I can't bring myself to imagine what that poor community is going through, though ):


----------



## opaltiger (Mar 12, 2009)

first finland, now germany?

shit, they are getting closer


----------



## Tarvos (Mar 12, 2009)

Germany already did it in 2002, remember Erfurt Gymnasium?


----------



## Music Dragon (Mar 12, 2009)

I don't really think I have anything left to say about these shootings... It's the same thing over and over and over again.
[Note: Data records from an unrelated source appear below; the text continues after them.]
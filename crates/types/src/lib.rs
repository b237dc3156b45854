//! Core types module - shared data structures and constants
//!
//! This module defines the fundamental types used throughout the engine.
//! All types are pure data structures with no external dependencies, making
//! them usable in any context (core logic, presentation, observers).
//!
//! # Board Dimensions
//!
//! Standard playfield dimensions:
//!
//! - **Width**: 10 columns (indexed 0-9)
//! - **Height**: 20 rows (indexed 0-19)
//! - **Spawn position**: (3, 0), the top-left of the piece's 4x4 frame
//!
//! # Timing Constants
//!
//! Timing values are in seconds of real time, fed to the engine as an
//! elapsed-duration value per tick (frame-rate independent):
//!
//! | Constant | Value | Description |
//! |----------|-------|-------------|
//! | `GRAVITY_DELAY_S` | 0.5 | Interval between automatic one-row descents |
//! | `LINE_CLEAR_PAUSE_S` | 0.5 | Flash pause between clear detection and collapse |
//! | `FLASH_STROBE_S` | 0.07 | Strobe half-period for flash rendering |
//! | `TICK_S` | 1/60 | Reference fixed timestep used by the headless runner |

/// Board width in cells (10 columns)
pub const BOARD_WIDTH: u8 = 10;

/// Board height in cells (20 rows)
pub const BOARD_HEIGHT: u8 = 20;

/// Spawn position of a new piece: top-left of its 4x4 frame
pub const SPAWN_X: i8 = 3;
pub const SPAWN_Y: i8 = 0;

/// Gravity interval in seconds (one automatic descent per interval)
pub const GRAVITY_DELAY_S: f32 = 0.5;

/// Duration of the line-clear flash pause in seconds
pub const LINE_CLEAR_PAUSE_S: f32 = 0.5;

/// Strobe half-period during the clear flash; phase = floor(elapsed / this) mod 2
pub const FLASH_STROBE_S: f32 = 0.07;

/// Reference fixed timestep (~60 FPS) for callers that drive the engine
pub const TICK_S: f32 = 1.0 / 60.0;

/// Line clear scoring table: points for clearing N rows at once
///
/// - 1 row: 100 points
/// - 2 rows: 300 points
/// - 3 rows: 500 points
/// - 4 rows: 800 points
pub const LINE_SCORES: [u32; 5] = [0, 100, 300, 500, 800];

/// The seven piece kinds
///
/// Each kind has a distinct shape and a stable numeric code used in u8
/// board snapshots and for presentation color lookup.
#[derive(Debug, Clone, Copy, PartialEq, Eq, Hash)]
pub enum PieceKind {
    I,
    O,
    T,
    S,
    Z,
    J,
    L,
}

impl PieceKind {
    /// All kinds in canonical order
    pub const ALL: [PieceKind; 7] = [
        PieceKind::I,
        PieceKind::O,
        PieceKind::T,
        PieceKind::S,
        PieceKind::Z,
        PieceKind::J,
        PieceKind::L,
    ];

    /// Stable snapshot code in 1..=7 (0 is reserved for empty cells)
    pub fn code(&self) -> u8 {
        match self {
            PieceKind::I => 1,
            PieceKind::O => 2,
            PieceKind::T => 3,
            PieceKind::S => 4,
            PieceKind::Z => 5,
            PieceKind::J => 6,
            PieceKind::L => 7,
        }
    }
}

/// Rotation states in 90-degree clockwise steps
///
/// - **North**: spawn orientation (index 0)
/// - **East**: 90 degrees clockwise (index 1)
/// - **South**: 180 degrees (index 2)
/// - **West**: 270 degrees clockwise (index 3)
///
/// The cycle North -> East -> South -> West -> North keeps the rotation
/// index mod 4 by construction.
#[derive(Debug, Clone, Copy, PartialEq, Eq, Hash)]
pub enum Rotation {
    North,
    East,
    South,
    West,
}

impl Rotation {
    /// All rotations in clockwise order
    pub const ALL: [Rotation; 4] = [
        Rotation::North,
        Rotation::East,
        Rotation::South,
        Rotation::West,
    ];

    /// Rotate clockwise (90 degrees)
    pub fn rotate_cw(&self) -> Self {
        match self {
            Rotation::North => Rotation::East,
            Rotation::East => Rotation::South,
            Rotation::South => Rotation::West,
            Rotation::West => Rotation::North,
        }
    }
}

/// Player intents applied to the falling piece
///
/// Intents are accepted only while a piece is falling; during spawning or a
/// line-clear sequence they are silently rejected.
#[derive(Debug, Clone, Copy, PartialEq, Eq)]
pub enum Intent {
    /// Move piece one cell left
    MoveLeft,
    /// Move piece one cell right
    MoveRight,
    /// Drop piece one cell down; locks immediately if the row below blocks
    SoftDrop,
    /// Rotate piece 90 degrees clockwise
    Rotate,
}

/// A cell on the game board
///
/// - `None`: empty cell
/// - `Some(PieceKind)`: cell filled by a locked piece of that kind
pub type Cell = Option<PieceKind>;

/// Symbolic message tokens emitted on line clears
///
/// The engine selects tokens; the presentation layer owns display strings
/// and timing. Single clears pick uniformly from a pool of seven praise
/// tokens; multi-line clears emit a fixed description plus a multiplier tag
/// naming the payout relative to a single clear (300/500/800 vs 100).
#[derive(Debug, Clone, Copy, PartialEq, Eq)]
pub enum ClearMessage {
    Nice,
    Sweet,
    Great,
    Cool,
    Tidy,
    Slick,
    Clean,
    Double,
    Triple,
    Tetris,
    ScoreX3,
    ScoreX5,
    ScoreX8,
}

impl ClearMessage {
    /// Canonical display token
    pub fn as_str(&self) -> &'static str {
        match self {
            ClearMessage::Nice => "NICE!",
            ClearMessage::Sweet => "SWEET!",
            ClearMessage::Great => "GREAT!",
            ClearMessage::Cool => "COOL!",
            ClearMessage::Tidy => "TIDY!",
            ClearMessage::Slick => "SLICK!",
            ClearMessage::Clean => "CLEAN!",
            ClearMessage::Double => "DOUBLE!",
            ClearMessage::Triple => "TRIPLE!",
            ClearMessage::Tetris => "TETRIS!",
            ClearMessage::ScoreX3 => "x3",
            ClearMessage::ScoreX5 => "x5",
            ClearMessage::ScoreX8 => "x8",
        }
    }
}

/// Events pushed to the engine's FIFO for the presentation layer to drain
///
/// The engine emits events in order; it never owns display timing.
#[derive(Debug, Clone, Copy, PartialEq, Eq)]
pub enum GameEvent {
    /// One or more rows completed; emitted at lock time, before the flash
    /// pause. The row indices are exposed through the snapshot while the
    /// clear sequence runs.
    LinesCleared { count: u8 },
    /// Clear-triggered message token, emitted when the rows collapse
    Message(ClearMessage),
    /// A freshly spawned piece collided; the engine has halted spawning
    GameOver,
}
Beh.


----------



## goldenquagsire (Mar 12, 2009)

christ, why can't people be more original. instead of shooting up a school to vent your anger, why not organise a cake-sale or something.


----------



## Music Dragon (Mar 12, 2009)

goldenquagsire said:


> christ, why can't people be more original. instead of shooting up a school to vent your anger, why not organise a cake-sale or something.


(I don't sell them, I give them away...)


----------



## goldenquagsire (Mar 12, 2009)

> (I don't sell them, I give them away...)


That is so utterly fucking adorable. <3


----------



## Lucas₇₅₅ (Mar 12, 2009)

But guys, this is the country with like -the- strictest gun regulations ever.


----------



## Vladimir Putin's LJ (Mar 12, 2009)

Lucas755 said:


> But guys, this is the country with like -the- strictest gun regulations ever.


which is why this kind of things doesn't tend to happen there, as opposed to america where every asshole gets a gun for ten bucks.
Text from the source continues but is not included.